The Cipher Brief: What are some of the projects you have commissioned and how does it help you imagine the future?
du Cluzel: Ensuring the implementation of concrete solutions by the end user is our priority. The IH has also conducted studies and workshops that support the production of documents such as Strategic Foresight Analysis, the Autonomous Systems Policy Guidance, the Modelling and Simulation as a Service concept, and the Future Online Learning Vision, for example. One of the most promising ways we develop and exploit open innovation is the NATO Innovation Challenge series (started in 2017).
Through organizing a NATO Innovation Challenge on a regular basis in different NATO nations, the goal is to stimulate and exploit the potential of open innovation everywhere in the Alliance and to create a NATO-wide Innovation network as a federation of entities (from NATO and Nations) leveraging open innovation, providing mutual support, sharing best practices, identifying issues to solve, seeking subject matter expertise, audiences and solution proposals.
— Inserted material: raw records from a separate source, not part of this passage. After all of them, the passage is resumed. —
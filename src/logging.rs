//! Console logging for the WASM host.
//!
//! On `wasm32` these macros forward to `web_sys::console`. Native builds
//! (tests, benches) compile them to nothing, since imported JS functions
//! cannot be called off-wasm.

#[doc(hidden)]
#[cfg(target_arch = "wasm32")]
pub fn emit(level: Level, message: &str) {
    let value = wasm_bindgen::JsValue::from_str(message);
    match level {
        Level::Debug => web_sys::console::debug_1(&value),
        Level::Info => web_sys::console::log_1(&value),
        Level::Warn => web_sys::console::warn_1(&value),
        Level::Error => web_sys::console::error_1(&value),
    }
}

#[doc(hidden)]
#[cfg(not(target_arch = "wasm32"))]
pub fn emit(_level: Level, _message: &str) {}

#[doc(hidden)]
#[derive(Debug, Clone, Copy, PartialEq, Eq)]
pub enum Level {
    Debug,
    Info,
    Warn,
    Error,
}

/// `console.debug` with `format!` arguments
#[macro_export]
macro_rules! console_debug {
    ($($arg:tt)*) => {
        $crate::logging::emit($crate::logging::Level::Debug, &format!($($arg)*))
    };
}

/// `console.log` with `format!` arguments
#[macro_export]
macro_rules! console_log {
    ($($arg:tt)*) => {
        $crate::logging::emit($crate::logging::Level::Info, &format!($($arg)*))
    };
}

/// `console.warn` with `format!` arguments
#[macro_export]
macro_rules! console_warn {
    ($($arg:tt)*) => {
        $crate::logging::emit($crate::logging::Level::Warn, &format!($($arg)*))
    };
}

/// `console.error` with `format!` arguments
#[macro_export]
macro_rules! console_error {
    ($($arg:tt)*) => {
        $crate::logging::emit($crate::logging::Level::Error, &format!($($arg)*))
    };
}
This network is a force multiplier for all its nodes, allowing problems and solutions to be considered within a global ecosystem. The Innovation Challenge also seeks to help develop Innovation Hubs throughout the 30 NATO Nations. After the Challenges, some of the ideas generated by the Innovation Challenges can be further developed by the Lab.
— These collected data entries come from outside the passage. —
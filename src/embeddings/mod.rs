// techsearch-core/src/embeddings/mod.rs
//
// Query embedding for vector retrieval.
// Uses `tract-onnx` for pure-Rust ONNX inference (WASM-compatible).
//
// The model is loaded once by the host and handed to the search service by
// reference through the `QueryEmbedder` trait.

pub mod config;
pub mod model;
pub mod tokenize;

pub use config::{EmbedConfig, OnnxModel, PoolingStrategy};
pub use model::{l2_normalize, EmbedModel, ModelError};
pub use tokenize::{QueryTokenizer, TokenizedQuery, TokenizerError};

/// Errors raised while embedding a query
#[derive(Debug, Clone, PartialEq)]
pub enum EmbedError {
    Model(ModelError),
    DimensionMismatch { expected: usize, got: usize },
}

impl std::fmt::Display for EmbedError {
    fn fmt(&self, f: &mut std::fmt::Formatter<'_>) -> std::fmt::Result {
        match self {
            Self::Model(e) => write!(f, "Embedding failed: {}", e),
            Self::DimensionMismatch { expected, got } => {
                write!(f, "Embedding dimension mismatch: expected {}, got {}", expected, got)
            }
        }
    }
}

impl std::error::Error for EmbedError {}

impl From<ModelError> for EmbedError {
    fn from(e: ModelError) -> Self {
        Self::Model(e)
    }
}

/// Anything that can turn a query string into a search vector
pub trait QueryEmbedder {
    fn embed_query(&self, text: &str) -> Result<Vec<f32>, EmbedError>;

    fn dimensions(&self) -> usize;
}

impl QueryEmbedder for EmbedModel {
    fn embed_query(&self, text: &str) -> Result<Vec<f32>, EmbedError> {
        let embedding = self.embed(text)?;
        if embedding.len() != self.dimensions() {
            return Err(EmbedError::DimensionMismatch {
                expected: self.dimensions(),
                got: embedding.len(),
            });
        }
        Ok(embedding)
    }

    fn dimensions(&self) -> usize {
        EmbedModel::dimensions(self)
    }
}

#[cfg(test)]
mod tests {
    use super::*;

    #[test]
    fn test_embed_error_display() {
        let err = EmbedError::DimensionMismatch { expected: 384, got: 768 };
        assert!(err.to_string().contains("384"));

        let err: EmbedError = ModelError::InferenceFailed("boom".to_string()).into();
        assert!(err.to_string().contains("boom"));
    }
}
//! Text vectorization: tokenization, stop words and TF-IDF weighting.

pub mod stop_words;
pub mod tfidf;
pub mod tokenize;

pub use stop_words::{is_stop_word, ENGLISH_STOP_WORDS};
pub use tfidf::{smoothed_idf, FeatureMatrix, TfidfVectorizer};
pub use tokenize::TermTokenizer;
The Cipher Brief: What were you looking for when you commissioned the recent piece by August Cole and how are lessons learned then shared within the rest of NATO?
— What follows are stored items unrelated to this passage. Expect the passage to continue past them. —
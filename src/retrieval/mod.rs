//! Retrieval collaborator contract
//!
//! The vector index is external: it takes a query embedding and a result
//! limit and returns scored hits. This module defines that seam, converts
//! loose hits into typed records, and ships a brute-force in-memory index.

mod distance;
mod memory;

pub use distance::{cosine_similarity, magnitude};
pub use memory::MemoryIndex;

use serde::{Deserialize, Serialize};

use crate::types::{ItemType, ResultRecord, ResultSet};

/// One hit as returned by the vector index; any field may be missing
#[derive(Debug, Clone, Default, PartialEq, Serialize, Deserialize)]
#[serde(default)]
pub struct SearchHit {
    pub doc_id: Option<i64>,
    pub score: Option<f64>,
    pub title: Option<String>,
    pub source: Option<String>,
    pub publication_date: Option<String>,
    #[serde(rename = "type")]
    pub item_type: Option<String>,
}

impl SearchHit {
    /// Typed record, or `None` when the type tag is missing or unknown
    pub fn into_record(self) -> Option<ResultRecord> {
        let item_type = ItemType::from_tag(self.item_type.as_deref()?)?;
        Some(ResultRecord {
            doc_id: self.doc_id.unwrap_or_default(),
            title: self.title.unwrap_or_default(),
            score: self.score.unwrap_or(0.0),
            source: self.source.unwrap_or_default(),
            item_type,
            publication_date: self.publication_date.unwrap_or_default(),
            cluster_id: None,
        })
    }
}

/// Split hits into patent and research lists, keeping rank order
///
/// Hits with any other type are dropped.
pub fn partition_hits(query: impl Into<String>, hits: Vec<SearchHit>) -> ResultSet {
    let mut results = ResultSet::new(query);
    for record in hits.into_iter().filter_map(SearchHit::into_record) {
        results.push(record);
    }
    results
}

/// Retrieval errors
#[derive(Debug, Clone, PartialEq)]
pub enum RetrievalError {
    DimensionMismatch { expected: usize, got: usize },
    Backend(String),
}

impl std::fmt::Display for RetrievalError {
    fn fmt(&self, f: &mut std::fmt::Formatter<'_>) -> std::fmt::Result {
        match self {
            RetrievalError::DimensionMismatch { expected, got } => {
                write!(f, "Dimension mismatch: expected {}, got {}", expected, got)
            }
            RetrievalError::Backend(msg) => write!(f, "Vector search failed: {}", msg),
        }
    }
}

impl std::error::Error for RetrievalError {}

/// Similarity search over stored document embeddings
pub trait VectorSearch {
    /// Up to `limit` hits for `vector`, best first
    fn search(&self, vector: &[f32], limit: usize) -> Result<Vec<SearchHit>, RetrievalError>;
}

impl<T: VectorSearch + ?Sized> VectorSearch for &T {
    fn search(&self, vector: &[f32], limit: usize) -> Result<Vec<SearchHit>, RetrievalError> {
        (**self).search(vector, limit)
    }
}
du Cluzel: One of the basic documents, produced by ACT, is called the Strategic Foresight Analysis (SFA- updated every year). In 2015, HQ SACT commissioned the IH to produce an alternative SFA with the aim of bringing challenging ideas. We produced in less than 6 months using the network and without associated costs. This document made a great impression to the chain of command. While the HQ was tasked to produce a Warfighting Capstone Concept in 2020, SACT asked us to deliver a disruptive alternate study by leveraging our network and crowdsourcing in order to explore innovative potential options.
Our task consisted in:
- Describing the 20-year horizon warfighting perspective (security environment in 20 years)
- Describing the military instrument of Power that NATO will need to maintain the military edge in 20 years
- Deducing from these necessary abilities the desired military effects (consequences on the employment of forces, on Civ-Mil cooperation for stabilization, on our partnerships especially the complementarity with the EU, on the role of deterrence, etc.).
- Consequently, identifying priority areas and leads for capability and warfare development actions to be taken in the short term
We came up with a plan based on 3 lines of effort:
- interviews of experts throughout our network (including non-NATO members)
- Online crowdsourcing exercise (with the US TRADOC and University of South California)
- Essays from prominent experts (including August)
Our study was delivered at the end of March (it is classified, I can’t share it with you). But we publish every essay one after another on our website. Here is an example: https://www.innovationhub-act.org/sites/default/files/docs/Weaponization%20of%20neurosciences.pdf)
The Cipher Brief: What is the coolest thing about the Hub and how it’s having an impact on new ways of thinking?
du Cluzel: The Hub was created at a time when no one in the Alliance was talking about innovation. Originally conceived as an experiment, the Innovation Hub caught the eye of decision-makers because of its business model, it’s very low cost and ultimately, it’s very important price-quality ratio. It is now seen as NATO’s leading innovator, but what is particularly gratifying is that it has succeeded in changing the organisation’s culture in the field of Innovation, although much still needs to be done in this area (for example, there is now an Innovation Unit at the NATO HQ in Brussels). On top of that, and in some ways, it has also brought to a different perception on NATO.